According to a one-year review of a U.S. Department of Housing and Urban Development’s (HUD) Annual Mortgage Insurance Premium (MIP) program—which implemented a 35% cut in mortgage insurance premiums paid by Federal Housing Administration-insured mortgages (FHA) for everyone who purchased or refinanced a home starting March 20, 2023—has saved the average borrower $876 annually adding up to a collective $600 million for the 682,000 borrowers in the program.
FHA’s MIP reduction remains a cornerstone of the Biden-Harris Administration’s efforts to make homeownership more accessible and affordable for the nation’s working families, particularly households of color whom FHA serves at rates that far exceed other mortgage market participants.
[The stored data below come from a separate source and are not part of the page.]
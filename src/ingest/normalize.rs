#![cfg_attr(not(feature = "ingest-v4l2"), allow(dead_code))]

//! Device pixel formats to interleaved RGB24.

use crate::error::FrameError;

#[derive(Clone, Copy, Debug, PartialEq, Eq)]
pub(crate) enum PixelFormat {
    Rgb24,
    Nv12,
    Yuyv,
}

impl PixelFormat {
    pub(crate) fn from_fourcc(fourcc: &[u8; 4]) -> Option<Self> {
        match fourcc {
            b"RGB3" => Some(PixelFormat::Rgb24),
            b"NV12" => Some(PixelFormat::Nv12),
            b"YUYV" => Some(PixelFormat::Yuyv),
            _ => None,
        }
    }

    fn expected_len(self, width: u32, height: u32) -> Result<usize, FrameError> {
        let plane = (width as usize)
            .checked_mul(height as usize)
            .ok_or(FrameError::EmptyDimensions { width, height })?;
        let len = match self {
            PixelFormat::Rgb24 => plane.checked_mul(3),
            PixelFormat::Nv12 => plane.checked_add(plane / 2),
            PixelFormat::Yuyv => plane.checked_mul(2),
        };
        len.ok_or(FrameError::EmptyDimensions { width, height })
    }
}

pub(crate) fn normalize_to_rgb(
    pixels: &[u8],
    width: u32,
    height: u32,
    format: PixelFormat,
) -> Result<Vec<u8>, FrameError> {
    let expected = format.expected_len(width, height)?;
    // Drivers may pad the final buffer; anything shorter is corrupt.
    if pixels.len() < expected {
        return Err(FrameError::LengthMismatch {
            expected,
            actual: pixels.len(),
        });
    }
    let pixels = &pixels[..expected];
    match format {
        PixelFormat::Rgb24 => Ok(pixels.to_vec()),
        PixelFormat::Nv12 => Ok(nv12_to_rgb(pixels, width as usize, height as usize)),
        PixelFormat::Yuyv => Ok(yuyv_to_rgb(pixels, width as usize, height as usize)),
    }
}

fn nv12_to_rgb(pixels: &[u8], w: usize, h: usize) -> Vec<u8> {
    let y_plane = w * h;
    let mut rgb = vec![0u8; y_plane * 3];
    for j in 0..h {
        for i in 0..w {
            let y = pixels[j * w + i] as f32;
            let uv_index = y_plane + (j / 2) * w + (i / 2) * 2;
            let u = pixels[uv_index] as f32 - 128.0;
            let v = pixels[uv_index + 1] as f32 - 128.0;
            write_rgb(&mut rgb[(j * w + i) * 3..], y, u, v);
        }
    }
    rgb
}

/// Packed 4:2:2, two pixels per `Y0 U Y1 V` group.
fn yuyv_to_rgb(pixels: &[u8], w: usize, h: usize) -> Vec<u8> {
    let mut rgb = vec![0u8; w * h * 3];
    for (pair, group) in pixels.chunks_exact(4).enumerate() {
        let u = group[1] as f32 - 128.0;
        let v = group[3] as f32 - 128.0;
        let first = pair * 2;
        write_rgb(&mut rgb[first * 3..], group[0] as f32, u, v);
        if first + 1 < w * h {
            write_rgb(&mut rgb[(first + 1) * 3..], group[2] as f32, u, v);
        }
    }
    rgb
}

fn write_rgb(out: &mut [u8], y: f32, u: f32, v: f32) {
    let r = y + 1.402_f32 * v;
    let g = y - 0.344_136_f32 * u - 0.714_136_f32 * v;
    let b = y + 1.772_f32 * u;
    out[0] = clamp_to_u8(r);
    out[1] = clamp_to_u8(g);
    out[2] = clamp_to_u8(b);
}

fn clamp_to_u8(value: f32) -> u8 {
    value.round().clamp(0.0, 255.0) as u8
}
“One year ago today, we cut mortgage insurance premiums and helped thousands of homeowners save more of their hard-earned money,” said HUD Secretary Marcia L. Fudge. “This has been one of the crowning achievements of my tenure. I’m proud to reflect on the ways this historic action has already made a real difference in the lives of FHA borrowers, including many first-time homebuyers and households of color.”
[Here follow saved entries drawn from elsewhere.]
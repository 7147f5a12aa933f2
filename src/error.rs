//! Error types for the frame loop and its collaborators.
//!
//! End of stream is not an error: sources signal it with `Ok(None)`.

use std::path::PathBuf;

use thiserror::Error;

use crate::frame::PixelEncoding;

/// A frame buffer that does not describe a valid image.
#[derive(Debug, Error, PartialEq, Eq)]
pub enum FrameError {
    #[error("frame dimensions must be non-zero (got {width}x{height})")]
    EmptyDimensions { width: u32, height: u32 },

    #[error("frame buffer length mismatch: expected {expected} bytes, got {actual}")]
    LengthMismatch { expected: usize, actual: usize },
}

/// Failures of a capture source.
#[derive(Debug, Error)]
pub enum CaptureError {
    #[error("failed to open capture source {uri}: {reason}")]
    Open { uri: String, reason: String },

    #[error("capture source {uri} is not open")]
    NotOpen { uri: String },

    #[error("failed to read frame from {uri}: {reason}")]
    Read { uri: String, reason: String },

    #[error("unsupported capture source {uri}: {reason}")]
    Unsupported { uri: String, reason: String },

    #[error(transparent)]
    Frame(#[from] FrameError),
}

/// Failures of a single transform invocation.
#[derive(Debug, Error)]
pub enum TransformError {
    #[error("{stage}: no previous frame retained yet")]
    InsufficientHistory { stage: String },

    #[error("{stage}: expected {expected} input, got {actual:?}")]
    UnsupportedEncoding {
        stage: String,
        expected: &'static str,
        actual: PixelEncoding,
    },

    #[error("{stage}: frame size changed from {previous:?} to {current:?}")]
    DimensionMismatch {
        stage: String,
        previous: (u32, u32),
        current: (u32, u32),
    },

    #[error("{stage}: invalid parameter: {reason}")]
    InvalidParameter { stage: String, reason: String },

    #[error("{stage}: inference failed: {reason}")]
    Inference { stage: String, reason: String },

    #[error(transparent)]
    Frame(#[from] FrameError),
}

impl TransformError {
    pub fn is_insufficient_history(&self) -> bool {
        matches!(self, TransformError::InsufficientHistory { .. })
    }
}

/// Failures of the file-format readers.
#[derive(Debug, Error)]
pub enum DecodeError {
    #[error("input not found: {}", path.display())]
    NotFound { path: PathBuf },

    #[error("failed to decode {}: {reason}", path.display())]
    Invalid { path: PathBuf, reason: String },

    #[error("unsupported data in {}: {reason}", path.display())]
    Unsupported { path: PathBuf, reason: String },

    #[error(transparent)]
    Frame(#[from] FrameError),
}

/// Failures reported by a frame sink.
///
/// `Recoverable` errors are logged and the loop continues; `Fatal` errors end
/// the session.
#[derive(Debug, Error)]
pub enum SinkError {
    #[error("sink failed: {0}")]
    Recoverable(String),

    #[error("sink failed fatally: {0}")]
    Fatal(String),
}

impl SinkError {
    pub fn is_fatal(&self) -> bool {
        matches!(self, SinkError::Fatal(_))
    }
}

/// Reasons a session ended with an error instead of a summary.
#[derive(Debug, Error)]
pub enum SessionError {
    #[error(transparent)]
    Capture(#[from] CaptureError),

    #[error("transform {stage} failed on frame {sequence}: {source}")]
    Transform {
        stage: String,
        sequence: u64,
        #[source]
        source: TransformError,
    },

    #[error("sink aborted session on frame {sequence}: {source}")]
    Sink {
        sequence: u64,
        #[source]
        source: SinkError,
    },
}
“At a time when homebuying has become more expensive and feels out of reach for many, the MIP cut puts money back into the pockets of American homebuyers and helps more well-qualified borrowers achieve the benefits of homeownership,” said Federal Housing Commissioner Julia Gordon. “Our ability to make such a significant premium reduction was based on a solidly performing Mutual Mortgage Insurance Fund in fiscal year 2022 and prudent risk assessment of our portfolio.”
Details on the FHA’s annual Mortgage Insurance Premium Program
FHA mortgage insurance facilitates broader availability of mortgage financing for low-and moderate-income households by reimbursing lenders for losses when a loan defaults. The mortgage insurance premium revenues received by FHA offset mortgage insurance claims it pays to lenders, enabling the program to operate without government subsidy.
FHA’s annual MIP is calculated as a percentage of the outstanding loan balance. For example, an outstanding loan balance of $200,000 with a 0.55% annual MIP (the standard pricing for most FHA-insured mortgages), would yield an annual MIP amount of $1,100. Lenders typically assess the annual MIP via 12 equal payments included in a borrower’s monthly mortgage payment.
The MIP constitutes a portion of the costs considered in determining a household’s eligibility for mortgage credit. A lower MIP allows more homebuyers to qualify for FHA-insured mortgages, expanding homeownership opportunities for qualified borrowers.